The expected answer holds every line from the first line of the data below through the line containing "match (method, password)", exactly as written, and no other line.

━━━━━ PROVIDED RECORDS ━━━━━

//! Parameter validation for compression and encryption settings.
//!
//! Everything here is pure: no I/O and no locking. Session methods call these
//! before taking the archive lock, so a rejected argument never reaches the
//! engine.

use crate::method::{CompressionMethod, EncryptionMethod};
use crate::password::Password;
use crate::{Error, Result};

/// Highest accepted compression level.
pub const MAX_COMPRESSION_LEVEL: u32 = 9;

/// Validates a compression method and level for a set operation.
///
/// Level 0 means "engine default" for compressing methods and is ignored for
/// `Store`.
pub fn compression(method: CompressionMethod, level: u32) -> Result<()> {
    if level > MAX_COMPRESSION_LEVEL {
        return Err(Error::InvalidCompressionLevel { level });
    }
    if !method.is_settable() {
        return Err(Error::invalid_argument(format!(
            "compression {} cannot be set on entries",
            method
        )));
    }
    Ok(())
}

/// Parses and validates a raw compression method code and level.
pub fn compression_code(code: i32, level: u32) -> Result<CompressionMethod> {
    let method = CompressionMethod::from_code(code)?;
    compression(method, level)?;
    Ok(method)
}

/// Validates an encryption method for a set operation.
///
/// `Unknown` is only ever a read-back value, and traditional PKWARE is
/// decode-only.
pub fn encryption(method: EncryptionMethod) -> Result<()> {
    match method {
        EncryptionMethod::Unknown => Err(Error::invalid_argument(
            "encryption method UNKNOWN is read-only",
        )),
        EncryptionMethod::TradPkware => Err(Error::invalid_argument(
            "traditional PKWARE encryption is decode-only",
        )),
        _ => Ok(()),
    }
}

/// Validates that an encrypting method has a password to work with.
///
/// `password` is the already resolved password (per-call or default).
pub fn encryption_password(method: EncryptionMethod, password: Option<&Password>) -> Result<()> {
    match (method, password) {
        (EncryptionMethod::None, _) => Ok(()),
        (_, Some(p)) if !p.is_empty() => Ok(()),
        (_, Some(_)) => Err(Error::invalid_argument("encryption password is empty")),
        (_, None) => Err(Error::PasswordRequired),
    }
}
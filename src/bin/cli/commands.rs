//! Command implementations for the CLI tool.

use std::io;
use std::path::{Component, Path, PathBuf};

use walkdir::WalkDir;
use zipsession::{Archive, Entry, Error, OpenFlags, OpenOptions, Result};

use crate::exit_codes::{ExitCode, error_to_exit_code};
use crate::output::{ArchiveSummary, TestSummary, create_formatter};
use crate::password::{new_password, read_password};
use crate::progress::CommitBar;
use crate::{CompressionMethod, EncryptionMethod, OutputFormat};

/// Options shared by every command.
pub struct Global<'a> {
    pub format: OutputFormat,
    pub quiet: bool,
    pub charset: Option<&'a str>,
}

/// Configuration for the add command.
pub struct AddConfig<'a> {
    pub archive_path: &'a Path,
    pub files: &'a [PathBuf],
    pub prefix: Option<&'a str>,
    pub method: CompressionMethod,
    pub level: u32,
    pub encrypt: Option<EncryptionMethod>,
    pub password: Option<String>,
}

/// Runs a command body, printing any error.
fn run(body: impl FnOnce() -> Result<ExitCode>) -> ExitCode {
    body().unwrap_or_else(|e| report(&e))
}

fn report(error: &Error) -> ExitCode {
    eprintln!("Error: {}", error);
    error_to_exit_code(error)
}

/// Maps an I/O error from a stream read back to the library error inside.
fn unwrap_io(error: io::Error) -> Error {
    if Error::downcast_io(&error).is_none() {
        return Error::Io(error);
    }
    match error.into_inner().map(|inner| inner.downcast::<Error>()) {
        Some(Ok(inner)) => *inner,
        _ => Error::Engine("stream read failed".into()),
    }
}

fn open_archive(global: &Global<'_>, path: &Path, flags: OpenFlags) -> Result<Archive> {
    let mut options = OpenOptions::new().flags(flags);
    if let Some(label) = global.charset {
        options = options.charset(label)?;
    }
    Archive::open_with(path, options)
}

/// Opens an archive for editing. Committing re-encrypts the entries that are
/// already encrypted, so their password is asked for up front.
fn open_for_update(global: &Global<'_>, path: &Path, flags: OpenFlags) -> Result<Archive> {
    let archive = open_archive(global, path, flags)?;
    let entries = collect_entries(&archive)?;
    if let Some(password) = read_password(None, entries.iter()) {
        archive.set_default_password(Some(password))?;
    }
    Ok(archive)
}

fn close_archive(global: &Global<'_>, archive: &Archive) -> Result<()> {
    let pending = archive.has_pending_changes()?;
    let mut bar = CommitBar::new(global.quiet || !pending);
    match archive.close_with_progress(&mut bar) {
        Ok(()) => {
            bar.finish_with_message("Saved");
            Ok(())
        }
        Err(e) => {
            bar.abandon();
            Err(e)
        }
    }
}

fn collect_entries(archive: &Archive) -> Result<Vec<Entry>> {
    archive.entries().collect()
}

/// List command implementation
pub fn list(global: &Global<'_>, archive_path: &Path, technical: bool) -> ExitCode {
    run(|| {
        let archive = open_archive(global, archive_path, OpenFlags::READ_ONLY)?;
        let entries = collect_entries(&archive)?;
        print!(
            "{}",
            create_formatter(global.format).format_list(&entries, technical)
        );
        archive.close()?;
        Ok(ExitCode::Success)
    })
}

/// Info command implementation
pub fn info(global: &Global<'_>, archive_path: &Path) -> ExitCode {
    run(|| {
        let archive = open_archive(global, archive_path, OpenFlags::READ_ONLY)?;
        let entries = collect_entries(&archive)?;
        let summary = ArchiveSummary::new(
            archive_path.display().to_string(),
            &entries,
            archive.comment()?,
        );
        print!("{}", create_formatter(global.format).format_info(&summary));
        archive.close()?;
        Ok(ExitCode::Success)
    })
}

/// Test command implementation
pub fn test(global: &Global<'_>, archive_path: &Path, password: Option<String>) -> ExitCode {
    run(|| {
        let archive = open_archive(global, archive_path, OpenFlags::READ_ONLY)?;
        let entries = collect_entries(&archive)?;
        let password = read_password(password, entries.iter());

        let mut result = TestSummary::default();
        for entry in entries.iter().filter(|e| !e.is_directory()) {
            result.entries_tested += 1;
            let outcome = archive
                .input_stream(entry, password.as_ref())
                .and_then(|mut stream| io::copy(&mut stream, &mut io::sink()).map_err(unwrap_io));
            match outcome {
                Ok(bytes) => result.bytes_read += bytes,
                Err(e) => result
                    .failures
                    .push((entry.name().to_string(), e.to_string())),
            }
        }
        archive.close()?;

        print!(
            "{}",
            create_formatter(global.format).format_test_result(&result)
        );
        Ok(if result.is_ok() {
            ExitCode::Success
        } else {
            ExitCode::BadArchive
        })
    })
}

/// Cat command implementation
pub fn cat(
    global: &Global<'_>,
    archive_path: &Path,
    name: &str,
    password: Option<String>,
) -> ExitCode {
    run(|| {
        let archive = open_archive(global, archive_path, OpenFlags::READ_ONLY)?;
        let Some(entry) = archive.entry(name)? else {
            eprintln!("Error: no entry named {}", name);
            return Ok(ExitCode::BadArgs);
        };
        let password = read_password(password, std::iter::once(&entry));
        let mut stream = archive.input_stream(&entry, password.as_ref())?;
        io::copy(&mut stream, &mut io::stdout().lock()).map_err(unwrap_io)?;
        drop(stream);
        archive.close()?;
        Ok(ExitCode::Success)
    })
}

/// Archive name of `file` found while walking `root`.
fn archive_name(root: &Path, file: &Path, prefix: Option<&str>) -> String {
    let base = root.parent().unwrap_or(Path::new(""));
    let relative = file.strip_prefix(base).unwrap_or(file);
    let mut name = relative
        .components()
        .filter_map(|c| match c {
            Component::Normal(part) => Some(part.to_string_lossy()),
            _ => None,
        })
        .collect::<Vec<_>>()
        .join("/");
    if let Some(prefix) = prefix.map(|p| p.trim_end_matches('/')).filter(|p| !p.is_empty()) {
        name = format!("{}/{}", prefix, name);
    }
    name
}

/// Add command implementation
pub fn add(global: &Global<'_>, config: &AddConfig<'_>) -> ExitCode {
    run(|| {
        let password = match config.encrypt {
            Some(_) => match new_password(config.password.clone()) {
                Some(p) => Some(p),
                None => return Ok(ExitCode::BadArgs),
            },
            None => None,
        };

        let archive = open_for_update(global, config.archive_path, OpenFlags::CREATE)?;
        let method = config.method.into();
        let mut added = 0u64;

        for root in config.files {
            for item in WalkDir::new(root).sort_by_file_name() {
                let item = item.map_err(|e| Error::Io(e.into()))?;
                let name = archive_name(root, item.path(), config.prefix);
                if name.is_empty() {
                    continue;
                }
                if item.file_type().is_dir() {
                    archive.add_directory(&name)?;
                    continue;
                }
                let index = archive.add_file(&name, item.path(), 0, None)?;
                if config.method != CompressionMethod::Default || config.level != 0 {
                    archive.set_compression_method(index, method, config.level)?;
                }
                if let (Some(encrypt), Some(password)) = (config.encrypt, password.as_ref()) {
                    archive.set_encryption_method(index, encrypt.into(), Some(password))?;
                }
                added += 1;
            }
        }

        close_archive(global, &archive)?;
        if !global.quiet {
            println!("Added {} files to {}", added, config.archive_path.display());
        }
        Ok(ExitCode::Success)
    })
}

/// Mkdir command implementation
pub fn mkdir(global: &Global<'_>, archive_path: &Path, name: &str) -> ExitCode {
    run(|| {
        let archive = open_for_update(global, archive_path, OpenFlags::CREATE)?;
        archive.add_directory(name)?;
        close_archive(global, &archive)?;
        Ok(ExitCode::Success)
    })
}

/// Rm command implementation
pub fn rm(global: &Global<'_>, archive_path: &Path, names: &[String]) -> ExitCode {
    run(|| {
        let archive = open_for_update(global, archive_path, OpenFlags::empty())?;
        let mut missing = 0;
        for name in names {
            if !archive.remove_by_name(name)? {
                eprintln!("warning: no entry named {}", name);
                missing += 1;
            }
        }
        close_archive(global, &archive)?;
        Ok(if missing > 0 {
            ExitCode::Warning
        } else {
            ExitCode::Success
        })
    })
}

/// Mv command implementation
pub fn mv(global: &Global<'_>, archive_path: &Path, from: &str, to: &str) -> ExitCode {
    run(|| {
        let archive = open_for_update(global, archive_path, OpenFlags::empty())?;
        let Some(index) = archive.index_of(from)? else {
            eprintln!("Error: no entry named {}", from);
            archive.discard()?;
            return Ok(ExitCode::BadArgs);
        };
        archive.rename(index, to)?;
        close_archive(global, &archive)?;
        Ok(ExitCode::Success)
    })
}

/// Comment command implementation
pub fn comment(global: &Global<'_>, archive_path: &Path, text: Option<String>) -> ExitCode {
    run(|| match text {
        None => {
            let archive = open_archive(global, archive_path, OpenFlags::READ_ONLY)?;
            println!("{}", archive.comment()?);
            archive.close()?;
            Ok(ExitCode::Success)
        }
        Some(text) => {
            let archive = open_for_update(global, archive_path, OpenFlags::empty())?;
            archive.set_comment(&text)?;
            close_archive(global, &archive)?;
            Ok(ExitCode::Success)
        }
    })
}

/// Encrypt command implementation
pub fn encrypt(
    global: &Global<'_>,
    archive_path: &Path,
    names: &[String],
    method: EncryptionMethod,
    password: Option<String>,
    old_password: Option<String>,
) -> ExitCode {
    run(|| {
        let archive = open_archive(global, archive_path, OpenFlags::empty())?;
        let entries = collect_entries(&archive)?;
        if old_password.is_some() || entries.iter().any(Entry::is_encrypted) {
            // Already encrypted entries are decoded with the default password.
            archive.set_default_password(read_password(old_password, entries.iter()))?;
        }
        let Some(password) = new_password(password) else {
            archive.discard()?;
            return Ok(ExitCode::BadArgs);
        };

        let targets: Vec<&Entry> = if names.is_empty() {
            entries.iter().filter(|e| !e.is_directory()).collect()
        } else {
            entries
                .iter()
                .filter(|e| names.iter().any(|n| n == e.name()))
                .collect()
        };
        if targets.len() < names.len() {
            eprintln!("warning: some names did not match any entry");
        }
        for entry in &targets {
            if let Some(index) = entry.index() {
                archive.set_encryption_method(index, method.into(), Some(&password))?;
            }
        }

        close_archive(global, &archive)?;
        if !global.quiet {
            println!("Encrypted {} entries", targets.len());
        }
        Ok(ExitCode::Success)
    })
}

━━━━━

§ EXERCISE ANSWER:
//! Parameter validation for compression and encryption settings.
//!
//! Everything here is pure: no I/O and no locking. Session methods call these
//! before taking the archive lock, so a rejected argument never reaches the
//! engine.

use crate::method::{CompressionMethod, EncryptionMethod};
use crate::password::Password;
use crate::{Error, Result};

/// Highest accepted compression level.
pub const MAX_COMPRESSION_LEVEL: u32 = 9;

/// Validates a compression method and level for a set operation.
///
/// Level 0 means "engine default" for compressing methods and is ignored for
/// `Store`.
pub fn compression(method: CompressionMethod, level: u32) -> Result<()> {
    if level > MAX_COMPRESSION_LEVEL {
        return Err(Error::InvalidCompressionLevel { level });
    }
    if !method.is_settable() {
        return Err(Error::invalid_argument(format!(
            "compression {} cannot be set on entries",
            method
        )));
    }
    Ok(())
}

/// Parses and validates a raw compression method code and level.
pub fn compression_code(code: i32, level: u32) -> Result<CompressionMethod> {
    let method = CompressionMethod::from_code(code)?;
    compression(method, level)?;
    Ok(method)
}

/// Validates an encryption method for a set operation.
///
/// `Unknown` is only ever a read-back value, and traditional PKWARE is
/// decode-only.
pub fn encryption(method: EncryptionMethod) -> Result<()> {
    match method {
        EncryptionMethod::Unknown => Err(Error::invalid_argument(
            "encryption method UNKNOWN is read-only",
        )),
        EncryptionMethod::TradPkware => Err(Error::invalid_argument(
            "traditional PKWARE encryption is decode-only",
        )),
        _ => Ok(()),
    }
}

/// Validates that an encrypting method has a password to work with.
///
/// `password` is the already resolved password (per-call or default).
pub fn encryption_password(method: EncryptionMethod, password: Option<&Password>) -> Result<()> {
    match (method, password) {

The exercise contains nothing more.